I'm arguing, no. One of the things that, broadly construed, evolutionary psychology has usefully done for us is to dig up some important insights into the neuropsychology of visual perception. Particularly, it's been noted (as in, anatomically observed) that there is a mechanism in the brain which is specifically adapted for distinguishing between symmetrical things and non-symmetrical things. I find the "evolutionary psychology" (in actual fact, ethology, the rather more serious parent discipline which looks at behaviour without making tendentious and unsupported claims) argument quite convincing in this regard. The reason we have a symmetry-detector is that very few things in nature are symmetrical except animals, and animals are only symmetric when they're looking straight at you.

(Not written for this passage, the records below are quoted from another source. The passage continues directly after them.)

//! Gateway configuration, loaded once at startup from the environment.

use secrecy::SecretString;
use std::env;
use std::time::Duration;
use tracing::Level;

/// Holds all configuration loaded from the environment.
#[derive(Debug, Clone)]
pub struct Config {
    pub host: String,
    pub port: u16,
    pub openai_api_key: Option<SecretString>,
    pub log_level: Level,
    pub max_speed: u8,
    pub max_brightness: u8,
    pub command_timeout: Duration,
}

/// A custom error type for configuration loading failures.
#[derive(Debug, thiserror::Error)]
pub enum ConfigError {
    #[error("Invalid log level provided for RUST_LOG: {0}")]
    InvalidLogLevel(String),
    #[error("Invalid value for {var}: {value}")]
    InvalidNumber { var: String, value: String },
}

fn parse_var<T: std::str::FromStr>(var: &str, default: T) -> Result<T, ConfigError> {
    match env::var(var) {
        Ok(value) => value.parse::<T>().map_err(|_| ConfigError::InvalidNumber {
            var: var.to_string(),
            value,
        }),
        Err(_) => Ok(default),
    }
}

impl Config {
    /// Loads configuration from environment variables.
    ///
    // *   `HOST`: (Optional) Bind address. Defaults to "0.0.0.0".
    // *   `PORT`: (Optional) Listen port. Defaults to 8000.
    // *   `OPENAI_API_KEY`: (Optional) Key for the realtime speech service.
    //     Without it the voice endpoints report an error instead of working.
    // *   `RUST_LOG`: (Optional) Logging level. Defaults to "INFO".
    // *   `MAX_SPEED`: (Optional) Roll speed cap 0-255. Defaults to 30.
    // *   `MAX_BRIGHTNESS`: (Optional) LED brightness cap 0-255. Defaults to 50.
    // *   `COMMAND_TIMEOUT_MS`: (Optional) Per-command device timeout.
    //     Defaults to 10000.
    pub fn from_env() -> Result<Self, ConfigError> {
        // Load .env file. Useful for local development, ignored if absent.
        dotenvy::dotenv().ok();

        let host = env::var("HOST").unwrap_or_else(|_| "0.0.0.0".to_string());
        let port = parse_var("PORT", 8000u16)?;

        let openai_api_key = env::var("OPENAI_API_KEY").ok().map(SecretString::from);

        let log_level_str = env::var("RUST_LOG").unwrap_or_else(|_| "INFO".to_string());
        let log_level = log_level_str
            .parse::<Level>()
            .map_err(|_| ConfigError::InvalidLogLevel(log_level_str))?;

        let max_speed = parse_var("MAX_SPEED", 30u8)?;
        let max_brightness = parse_var("MAX_BRIGHTNESS", 50u8)?;
        let command_timeout = Duration::from_millis(parse_var("COMMAND_TIMEOUT_MS", 10_000u64)?);

        Ok(Self {
            host,
            port,
            openai_api_key,
            log_level,
            max_speed,
            max_brightness,
            command_timeout,
        })
    }
}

Since the fact that something is looking at you is almost always a useful thing to know, we have been provided with a very acute sense of whether a thing is exactly symmetrical or not. Symmetry is a property which "jumps out of the page".
So, given that photographs of symmetrical faces are more likely to be noticed, the errors are not going to be evenly distributed. In any study which is asking you to pick out a "noticeable" characteristic the symmetrical pictures are always going to be over-represented, because symmetry is a noticeable property. Furthermore, this property is highly likely to account for the fact that babies tend to look longer at the same photos which adults pick out of a pile as being most attractive, another factoid often advanced as evidence for the beauty=symmetry hypothesis.
I have no particular investment in believing that there is nothing aesthetically attractive about symmetry; I spend a lot of time with a sneer on my face, but that's mainly because I read a lot of right-wing weblogs. But the fact that nobody saw fit to inquire into this possible source of experimental failure tends to suggest to me that people want to believe in the "evolutionary" arguments for reasons other than those of pure science. And when you get people like Todd Shackelford responding to the Northeastern study by just saying ""I guess, to state it plainly, I think the paper is in large part ludicrous .. It's clear to me that they have an agenda they're pushing.", I think I'm on to something.